-- INFORMATION SHOWN follows --

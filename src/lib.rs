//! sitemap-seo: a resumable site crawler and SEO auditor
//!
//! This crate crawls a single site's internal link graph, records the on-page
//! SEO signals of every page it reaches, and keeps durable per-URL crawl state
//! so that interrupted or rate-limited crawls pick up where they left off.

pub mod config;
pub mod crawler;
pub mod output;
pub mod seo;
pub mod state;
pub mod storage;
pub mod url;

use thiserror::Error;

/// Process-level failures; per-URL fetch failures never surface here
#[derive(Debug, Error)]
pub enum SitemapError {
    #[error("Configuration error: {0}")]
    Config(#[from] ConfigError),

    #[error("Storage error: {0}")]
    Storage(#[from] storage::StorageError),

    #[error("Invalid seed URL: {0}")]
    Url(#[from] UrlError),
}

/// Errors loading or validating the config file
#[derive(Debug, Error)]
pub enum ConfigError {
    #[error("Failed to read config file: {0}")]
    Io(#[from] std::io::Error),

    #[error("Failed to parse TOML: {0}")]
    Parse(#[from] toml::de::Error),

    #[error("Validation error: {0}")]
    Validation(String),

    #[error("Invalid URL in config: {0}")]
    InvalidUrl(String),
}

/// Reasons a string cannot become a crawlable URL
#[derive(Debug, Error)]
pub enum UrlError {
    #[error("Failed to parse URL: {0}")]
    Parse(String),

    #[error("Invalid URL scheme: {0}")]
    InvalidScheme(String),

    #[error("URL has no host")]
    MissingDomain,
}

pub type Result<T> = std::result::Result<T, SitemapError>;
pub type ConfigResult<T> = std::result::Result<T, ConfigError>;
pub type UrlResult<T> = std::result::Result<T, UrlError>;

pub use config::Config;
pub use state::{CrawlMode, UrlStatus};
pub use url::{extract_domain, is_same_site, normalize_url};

-- INFORMATION SHOWN concluded --

[TASK] Your answer should be the lines of the records that include the word "SitemapError".

[YOUR RESPONSE]
pub enum SitemapError {
pub type Result<T> = std::result::Result<T, SitemapError>;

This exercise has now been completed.